Abstract: The spatial and temporal variation of energy dissipation rates in breaking waves controls the mean circulation of the surf zone. As this circulation plays an important role in the morphodynamics of beaches, it is vital to develop better understanding of the energy dissipation processes in breaking and broken waves. In this paper, we present the first direct field measurements of roller geometry extracted from a LiDAR data set of broken waves to obtain new insights into wave energy dissipation in the inner surf zone.

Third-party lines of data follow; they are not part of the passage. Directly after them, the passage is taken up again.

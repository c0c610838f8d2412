//! soundclass CLI binary
//! MFCC front-end + Candle classifier over WAV files or a live microphone.

use anyhow::{Context, Result, bail};
use clap::Parser;
use env_logger::Env;
use log::{error, info, warn};
use std::path::PathBuf;
use std::sync::Arc;
use std::sync::atomic::{AtomicBool, Ordering};

mod cli;
use cli::{Cli, Commands};

use soundclass::audio::{Sample, WavSource, read_wav};
use soundclass::classifier::{ModelSave, argmax};
use soundclass::{
    AcquisitionError, CandleClassifier, ClassLabels, Classifier, ClassifierModel,
    FeatureExtractor, FeatureNormalizer, Pipeline, PipelineError, PredictionResponse,
    SoundClassConfig, TensorDescriptor,
};

fn main() -> Result<()> {
    env_logger::Builder::from_env(Env::default().default_filter_or("info")).init();

    let cli = Cli::parse();
    let cfg = match &cli.config {
        Some(path) => SoundClassConfig::load(path)
            .with_context(|| format!("loading config {}", path.display()))?,
        None => SoundClassConfig::default(),
    };

    match cli.command {
        Commands::Classify(cmd) => classify_wav(&cfg, cmd),
        Commands::Features(cmd) => print_features(&cfg, cmd),
        Commands::Inspect(cmd) => inspect_model(cmd),
        Commands::InitModel(cmd) => init_model(&cfg, cmd),
        #[cfg(feature = "microphone")]
        Commands::Listen(cmd) => listen(&cfg, cmd),
        #[cfg(feature = "microphone")]
        Commands::Record(cmd) => record(&cfg, cmd),
        #[cfg(feature = "microphone")]
        Commands::ListDevices => {
            for name in soundclass::audio::MicrophoneSource::list_devices()? {
                println!("{name}");
            }
            Ok(())
        }
    }
}

/// Ctrl-C raises the returned flag.
fn stop_flag() -> Result<Arc<AtomicBool>> {
    let stop = Arc::new(AtomicBool::new(false));
    let s = Arc::clone(&stop);
    ctrlc::set_handler(move || s.store(true, Ordering::Release))
        .context("installing Ctrl-C handler")?;
    Ok(stop)
}

/// Load the model; its own label table names the classifier's outputs.
fn load_classifier(
    cfg: &SoundClassConfig,
    model: Option<PathBuf>,
) -> Result<(CandleClassifier, ClassLabels)> {
    let Some(path) = model.or_else(|| cfg.classifier.model_path.clone()) else {
        bail!("no model given: pass --model or set classifier.model_path");
    };
    let model = ClassifierModel::open(&path)
        .with_context(|| format!("opening model {}", path.display()))?;
    let classifier = CandleClassifier::new(&model)?;
    let labels = ClassLabels::new(classifier.labels().unwrap_or_default())?;
    info!(
        "Loaded {} model ({} parameters, {} classes)",
        classifier.m_type(),
        model.parameter_count(),
        labels.len()
    );
    Ok((classifier, labels))
}

fn print_response(outcome: &Result<soundclass::Prediction, PipelineError>) {
    match PredictionResponse::from(outcome).to_json() {
        Ok(json) => println!("{json}"),
        Err(e) => error!("Failed to encode response: {e}"),
    }
}

fn classify_wav(cfg: &SoundClassConfig, cmd: cli::ClassifyCommand) -> Result<()> {
    let (classifier, labels) = load_classifier(cfg, cmd.model)?;
    let source = WavSource::open(&cmd.wav)
        .with_context(|| format!("opening {}", cmd.wav.display()))?;
    let mut pipeline = Pipeline::new(cfg, source, classifier, labels)?;
    let stop = stop_flag()?;

    let mut frames = 0u64;
    while !stop.load(Ordering::Acquire) {
        let outcome = pipeline.run_cycle();
        // trailing partial frame: end of file
        if let Err(PipelineError::Acquisition(AcquisitionError::ShortRead { .. })) = outcome {
            break;
        }
        print_response(&outcome);
        frames += 1;
        if cmd.cycles.is_some_and(|n| frames >= n) {
            break;
        }
    }
    let stats = pipeline.stats();
    info!(
        "Classified {} frames ({} acquisition failures, {} classification failures)",
        stats.classifications, stats.acquisition_failures, stats.classification_failures
    );
    Ok(())
}

fn print_features(cfg: &SoundClassConfig, cmd: cli::FeaturesCommand) -> Result<()> {
    let (samples, rate) =
        read_wav(&cmd.wav).with_context(|| format!("reading {}", cmd.wav.display()))?;
    if rate != cfg.capture.sample_rate {
        warn!(
            "{} is {rate} Hz, filterbank is built for {} Hz",
            cmd.wav.display(),
            cfg.capture.sample_rate
        );
    }
    let extractor = FeatureExtractor::new(cfg)?;
    let signal: Vec<f32> = samples.iter().map(|&s| s.into_f32()).collect();
    let mut frames = extractor.cepstrogram(&signal);
    if cmd.cmn {
        FeatureNormalizer::mean_centre(&mut frames);
    }
    info!("{} windows of {} coefficients", frames.len(), extractor.dct().num_coeffs());

    let out = serde_json::json!({
        "sample_rate": rate,
        "window_length": extractor.window_len(),
        "hop_length": extractor.hop_len(),
        "mean_centred": cmd.cmn,
        "frames": frames,
    });
    println!("{}", serde_json::to_string_pretty(&out)?);
    Ok(())
}

fn inspect_model(cmd: cli::InspectCommand) -> Result<()> {
    let model = ClassifierModel::open(&cmd.model_path)
        .with_context(|| format!("opening model {}", cmd.model_path.display()))?;

    println!("Model: {}", cmd.model_path.display());
    println!("  format version : {}", model.version());
    println!("  type           : {}", model.m_type);
    println!("  input          : {} x {}", model.input.len, model.input.dtype);
    if model.input.dtype == soundclass::InputType::I8 {
        println!(
            "  quantisation   : scale={} zero_point={}",
            model.input.scale, model.input.zero_point
        );
    }
    println!("  parameters     : {}", model.parameter_count());
    println!("  labels         : {}", model.labels.join(", "));
    for (name, t) in model.weights.iter() {
        println!("    {name:<12} {:?}", t.dims);
    }

    // smoke-run on zeros so a broken file fails here rather than at runtime
    let mut classifier = CandleClassifier::new(&model)?;
    let logits = classifier.logits(&soundclass::ClassifierInput::for_descriptor(&model.input))?;
    if argmax(&logits).is_none() {
        warn!("Model produced no finite logits on a zero input");
    }
    Ok(())
}

fn init_model(cfg: &SoundClassConfig, cmd: cli::InitModelCommand) -> Result<()> {
    let labels = if cmd.labels.is_empty() {
        cfg.classifier.labels.clone()
    } else {
        cmd.labels.iter().map(|s| s.trim().to_string()).collect()
    };
    let input = if cmd.int8 {
        TensorDescriptor::int8(cfg.feature_len(), cmd.scale, cmd.zero_point)
    } else {
        TensorDescriptor::float(cfg.feature_len())
    };
    let model = CandleClassifier::fresh_model(cmd.model_type, input, labels)?;
    model
        .save_to_file(&cmd.output)
        .with_context(|| format!("writing {}", cmd.output.display()))?;
    info!(
        "Wrote untrained {} model ({} parameters) to {}",
        model.m_type,
        model.parameter_count(),
        cmd.output.display()
    );
    Ok(())
}

#[cfg(feature = "microphone")]
fn listen(cfg: &SoundClassConfig, cmd: cli::ListenCommand) -> Result<()> {
    use soundclass::audio::MicrophoneSource;

    let (classifier, labels) = load_classifier(cfg, cmd.model)?;
    let source = MicrophoneSource::new(cmd.device, cfg.capture.sample_rate);
    let mut pipeline = Pipeline::new(cfg, source, classifier, labels)?;
    let stop = stop_flag()?;
    info!("Listening, press Ctrl-C to stop");
    pipeline.run(&stop, print_response);
    Ok(())
}

#[cfg(feature = "microphone")]
fn record(cfg: &SoundClassConfig, cmd: cli::RecordCommand) -> Result<()> {
    use soundclass::Recorder;
    use soundclass::audio::MicrophoneSource;

    let mut recorder = Recorder::new(cfg);
    if let Some(secs) = cmd.seconds {
        recorder = recorder.with_samples(secs as usize * cfg.capture.sample_rate as usize);
    }
    let source = MicrophoneSource::new(cmd.device, cfg.capture.sample_rate);
    let handle = recorder.start(&cmd.category, source)?;
    info!("Recording to {}", handle.path().display());
    let summary = handle.join()?;
    info!("Saved {} samples to {}", summary.samples, summary.path.display());
    Ok(())
}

We use a roller model to show that most existing roller area formulations in the literature lead to considerable overestimation of the wave energy dissipation, which is found to be close to, but smaller than, the energy dissipation in a hydraulic jump of the same height. The role of the roller density is also investigated, and we propose that it should be incorporated into modified roller area formulations until better knowledge of the roller area and its link with the mean roller density is acquired. Finally, using previously published results from deepwater wave breaking studies, we propose a scaling law for energy dissipation in the inner surf zone, which achieves satisfactory results at both the time‐averaged and wave‐by‐wave scales.